Eerste uitspraak Omgevingsplan

Op 18 december 2024 (ECLI:NL:RVS:2024:5222) deed de Afdeling bestuursrechtspraak van de Raad van State (de Afdeling) de eerste uitspraak over een omgevingsplanwijziging. De uitspraak ziet op het vaststellen van het omgevingsplan “TAM omgevingsplan hoofdstuk 22 a – Jan Lunenberg Oever 9-16”. Deze wijziging ziet op het herstellen van een fout in het vorige bestemmingsplan. Daarin stond dat een omgevingsvergunning voor de bouw van een gebouw alleen mocht worden verleend nadat is aangetoond dat voor deze hoofdgebouwen een binnenwaarde van maximaal 35 dB(A) gegarandeerd kan worden. Daarin had ‘gemiddelde’ moeten staan in plaats van ‘maximum’.

Degene die tegen de wijziging van het omgevingsplan opkomt, wil een jachthaven gaan exploiteren naast de geluidsgevoelige woningen. Hij vreest dat dat niet kan, omdat daarmee het toegestane geluidsniveau wordt overschreden. Voordat de Afdeling oordeelt over het omgevingsplan geeft zij, voor het eerst, het toetsingskader bij het wijzigen van het omgevingsplan:

“Het college neemt een besluit tot wijziging van het omgevingsplan met het oog op een evenwichtige toedeling van functies aan locaties. Het college heeft daarbij beleidsruimte en moet de betrokken belangen afwegen. De Afdeling oordeelt niet zelf of met het besluit tot wijziging van het omgevingsplan sprake is van een evenwichtige toedeling van functies aan locaties.
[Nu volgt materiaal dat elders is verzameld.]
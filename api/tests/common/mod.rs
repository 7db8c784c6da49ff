//! Shared fixtures for the API integration tests
#![allow(dead_code)]

use std::sync::Arc;

use actix_web::{http::header, test::TestRequest, web};
use serde_json::json;

use catalog_api::backend::{build_memory_state, MemoryBackend};
use catalog_api::routes::AppState;
use catalog_core::domain::entities::{Album, Artist, Song, Tag};
use catalog_core::repositories::InMemorySongRepository;
use catalog_shared::{AppConfig, DataBackend};

pub const PASSWORD: &str = "Tr0ub4dor&3x!";

/// Memory backend, OTP echo on, cheap bcrypt
pub fn test_config() -> AppConfig {
    let mut config = AppConfig::default();
    config.database.backend = DataBackend::Memory;
    config.otp.debug = true;
    config.auth.bcrypt_cost = 4;
    config
}

pub fn sample_song(id: i64) -> Song {
    Song {
        id,
        title: "Midnight Run".to_string(),
        url: format!("https://cdn.example.com/songs/{}.mp3", id),
        original_name: Some("midnight_run_master.wav".to_string()),
        lyrics: None,
        album: Album {
            id: 10,
            code: "NR-2019".to_string(),
            title: "Night Roads".to_string(),
            year: 2019,
            thumbnail300x300: None,
            thumbnail1200x1200: None,
        },
        tags: vec![Tag {
            id: 3,
            name: "synthwave".to_string(),
        }],
        artists: vec![Artist {
            id: 5,
            name: "The Late Shift".to_string(),
            thumbnail300x300: None,
            thumbnail1200x1200: None,
        }],
    }
}

/// State with songs 1 and 2 in the catalog
pub async fn memory_state() -> web::Data<AppState<MemoryBackend>> {
    let songs = Arc::new(InMemorySongRepository::new());
    songs.insert(sample_song(1)).await;
    songs.insert(sample_song(2)).await;
    web::Data::new(build_memory_state(&test_config(), songs))
}

pub fn register_request(username: &str) -> TestRequest {
    TestRequest::post().uri("/auth/register").set_json(json!({
        "username": username,
        "email": format!("{}@example.com", username),
        "password": PASSWORD,
        "first_name": "Sam",
        "last_name": "Rivera",
    }))
}

pub fn verify_request(username: &str, otp: &str) -> TestRequest {
    TestRequest::post()
        .uri("/auth/verify-email-and-activate-account")
        .set_json(json!({
            "email": format!("{}@example.com", username),
            "otp": otp,
        }))
}

pub fn login_request(username: &str, password: &str) -> TestRequest {
    TestRequest::post()
        .uri("/auth/username/login")
        .set_json(json!({ "username": username, "password": password }))
}

pub fn with_token(request: TestRequest, token: &str) -> TestRequest {
    request.insert_header((header::AUTHORIZATION, format!("Token {}", token)))
}

/// Register, activate and log in; evaluates to the token key
macro_rules! active_user_token {
    ($app:expr, $username:expr) => {{
        let registered: serde_json::Value = actix_web::test::call_and_read_body_json(
            $app,
            common::register_request($username).to_request(),
        )
        .await;
        let otp = registered["otp"].as_str().expect("otp echoed").to_string();

        let resp = actix_web::test::call_service(
            $app,
            common::verify_request($username, &otp).to_request(),
        )
        .await;
        assert_eq!(resp.status(), 200);

        let login: serde_json::Value = actix_web::test::call_and_read_body_json(
            $app,
            common::login_request($username, common::PASSWORD).to_request(),
        )
        .await;
        login["token"].as_str().expect("token").to_string()
    }};
}
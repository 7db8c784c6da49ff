use std::sync::Arc;
use uuid::Uuid;

use crate::repositories::{InMemoryPlayHistoryRepository, PlayHistoryRepository};
use crate::services::history::HistoryService;

#[tokio::test]
async fn test_record_access_counts_and_lists() {
    let repo = Arc::new(InMemoryPlayHistoryRepository::new());
    let history = HistoryService::new(repo.clone());
    let account_id = Uuid::new_v4();

    history.record_access(account_id, 1).await.unwrap();
    history.record_access(account_id, 2).await.unwrap();
    let record = history.record_access(account_id, 1).await.unwrap();
    assert_eq!(record.count, 2);

    let listed = history.list_history(account_id).await.unwrap();
    assert_eq!(listed.len(), 2);
    assert_eq!(listed[0].song_id, 1);
    assert!(history.list_history(Uuid::new_v4()).await.unwrap().is_empty());
}

#[tokio::test(flavor = "multi_thread", worker_threads = 4)]
async fn test_concurrent_record_access_counts_every_call() {
    let repo = Arc::new(InMemoryPlayHistoryRepository::new());
    let history = Arc::new(HistoryService::new(repo.clone()));
    let account_id = Uuid::new_v4();

    let handles: Vec<_> = (0..100)
        .map(|_| {
            let history = history.clone();
            tokio::spawn(async move { history.record_access(account_id, 42).await })
        })
        .collect();
    for handle in handles {
        handle.await.unwrap().unwrap();
    }

    let record = repo.find(account_id, 42).await.unwrap().unwrap();
    assert_eq!(record.count, 100);
}
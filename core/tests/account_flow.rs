//! End-to-end account and play history flow through the public API

use async_trait::async_trait;
use std::collections::HashMap;
use std::sync::{Arc, Mutex};

use catalog_core::{
    Album, AuthService, AuthServiceConfig, CatalogService, HistoryService,
    InMemoryAccountRepository, InMemoryPlayHistoryRepository, InMemorySongRepository,
    InMemoryTokenRepository, OtpCacheTrait, OtpNotifier, OtpService, OtpServiceConfig,
    PlayHistoryRepository, RegistrationRequest, Song,
};

#[derive(Default)]
struct MapCache(Mutex<HashMap<String, String>>);

#[async_trait]
impl OtpCacheTrait for MapCache {
    async fn get(&self, key: &str) -> Result<Option<String>, String> {
        Ok(self.0.lock().unwrap().get(key).cloned())
    }

    async fn set(&self, key: &str, value: &str, _ttl_seconds: u64) -> Result<(), String> {
        self.0.lock().unwrap().insert(key.to_string(), value.to_string());
        Ok(())
    }

    async fn delete(&self, key: &str) -> Result<bool, String> {
        Ok(self.0.lock().unwrap().remove(key).is_some())
    }
}

#[derive(Default)]
struct Outbox(Mutex<Vec<(String, String)>>);

#[async_trait]
impl OtpNotifier for Outbox {
    async fn deliver(&self, email: &str, code: &str) -> Result<(), String> {
        self.0.lock().unwrap().push((email.to_string(), code.to_string()));
        Ok(())
    }
}

#[tokio::test]
async fn test_register_activate_login_listen_logout() {
    let outbox = Arc::new(Outbox::default());
    let otp = Arc::new(OtpService::new(
        Arc::new(MapCache::default()),
        OtpServiceConfig::default(),
    ));
    let auth = AuthService::new(
        Arc::new(InMemoryAccountRepository::new()),
        Arc::new(InMemoryTokenRepository::new()),
        otp,
        outbox.clone(),
        AuthServiceConfig {
            bcrypt_cost: 4,
            ..Default::default()
        },
    );

    let songs = Arc::new(InMemorySongRepository::new());
    songs
        .insert(Song {
            id: 1,
            title: "Opening".to_string(),
            url: "https://cdn.example.com/1.mp3".to_string(),
            original_name: None,
            lyrics: Some("la la".to_string()),
            album: Album {
                id: 1,
                code: "A1".to_string(),
                title: "First".to_string(),
                year: 2020,
                thumbnail300x300: None,
                thumbnail1200x1200: None,
            },
            tags: vec![],
            artists: vec![],
        })
        .await;
    let plays = Arc::new(InMemoryPlayHistoryRepository::new());
    let catalog = CatalogService::new(songs, Arc::new(HistoryService::new(plays.clone())));

    let registered = auth
        .register(RegistrationRequest {
            username: "listener".to_string(),
            email: "listener@example.com".to_string(),
            password: "Quiet-Harbor-77".to_string(),
            ..Default::default()
        })
        .await
        .unwrap();
    assert!(!registered.profile.is_active);

    let code = outbox.0.lock().unwrap().last().unwrap().1.clone();
    auth.verify_and_activate("listener@example.com", &code).await.unwrap();

    let login = auth.login("listener", "Quiet-Harbor-77").await.unwrap();
    let viewer = auth
        .authenticate_token(&login.token.key)
        .await
        .unwrap()
        .expect("token should resolve");

    catalog.retrieve_song(1, Some(viewer.id)).await.unwrap();
    catalog.retrieve_song(1, None).await.unwrap();
    assert_eq!(plays.find(viewer.id, 1).await.unwrap().unwrap().count, 1);

    auth.logout(viewer.id, true).await.unwrap();
    assert!(auth.authenticate_token(&login.token.key).await.unwrap().is_none());
}
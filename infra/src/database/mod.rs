//! Database module - MySQL implementations using SQLx
//!
//! - Connection pool management and embedded migrations
//! - Repository implementations for accounts, tokens, songs and play history

pub mod connection;
pub mod mysql;

// Re-export commonly used types
pub use connection::{DatabasePool, PoolStatistics};
pub use mysql::{
    MySqlAccountRepository, MySqlPlayHistoryRepository, MySqlSongRepository, MySqlTokenRepository,
};
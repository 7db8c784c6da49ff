//! Cache configuration module

use serde::{Deserialize, Serialize};

/// Redis cache configuration
#[derive(Debug, Clone, Deserialize, Serialize)]
pub struct CacheConfig {
    /// Redis connection URL
    pub url: String,

    /// Seconds allowed for establishing the connection, retries included
    pub connection_timeout: u64,

    /// Enable cache key prefix
    #[serde(default)]
    pub key_prefix: Option<String>,
}

impl Default for CacheConfig {
    fn default() -> Self {
        Self {
            url: String::from("redis://localhost:6379"),
            connection_timeout: 5,
            key_prefix: None,
        }
    }
}

impl CacheConfig {
    /// Create from environment variables
    pub fn from_env() -> Self {
        let url = std::env::var("REDIS_URL")
            .unwrap_or_else(|_| "redis://localhost:6379".to_string());
        let connection_timeout = std::env::var("REDIS_CONNECT_TIMEOUT")
            .ok()
            .and_then(|v| v.parse().ok())
            .filter(|secs| *secs > 0)
            .unwrap_or(5);
        let key_prefix = std::env::var("REDIS_KEY_PREFIX").ok();

        Self {
            url,
            connection_timeout,
            key_prefix,
        }
    }

    /// Create a new cache configuration with URL
    pub fn new(url: impl Into<String>) -> Self {
        Self {
            url: url.into(),
            ..Default::default()
        }
    }

    /// Set the key prefix for all cache keys
    pub fn with_prefix(mut self, prefix: impl Into<String>) -> Self {
        self.key_prefix = Some(prefix.into());
        self
    }

    /// Generate a cache key with prefix
    pub fn make_key(&self, key: &str) -> String {
        match &self.key_prefix {
            Some(prefix) => format!("{}:{}", prefix, key),
            None => key.to_string(),
        }
    }
}
//! Domain entities representing core business objects.

pub mod account;
pub mod auth_token;
pub mod play_history;
pub mod song;

// Re-export commonly used types
pub use account::Account;
pub use auth_token::{AuthToken, TOKEN_KEY_BYTES, TOKEN_KEY_LENGTH};
pub use play_history::PlayHistoryRecord;
pub use song::{Album, Artist, Song, Tag};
De Afdeling beoordeelt aan de hand van de beroepsgronden of het besluit tot wijziging van het omgevingsplan in overeenstemming is met het recht. Daarbij kan aan de orde komen of de nadelige gevolgen van het besluit onevenredig zijn in verhouding tot de met het besluit te dienen doelen.”

Vervolgens oordeelt de Afdeling dat het besluit tot wijziging van het omgevingsplan niet in strijd is met een evenwichtige toedeling van functies aan locaties. Het bestemmingsplan liet de geluidsgevoelige woningen al toe. Er komen geen mogelijkheden voor het bouwen van woningen bij. Daarnaast heeft de gemeente toegelicht dat met een maatwerkvoorschrift kan worden afgeweken van deze geluidswaarden, zodat de bedrijfsvoering van de jachthaven niet wordt beperkt.

Uitspraak participatie

De rechtbank Amsterdam is in een interessante uitspraak van 17 december 2024 (ECLI:NL:RBAMS:2024:7981) ingegaan op de vraag of voldoende is gedaan aan participatie. Het college van burgemeester en wethouders (het college) van de gemeente Diemen had twee omgevingsvergunningen verleend voor het kappen van bomen. Een omwonende heeft beroep ingesteld tegen deze omgevingsvergunningen. Daarnaast heeft zij de voorzieningenrechter verzocht voorlopige voorzieningen te treffen tegen de kap van de bomen. De voorzieningenrechter beslist in deze zaak op de voorlopige voorzieningen en de beroepen.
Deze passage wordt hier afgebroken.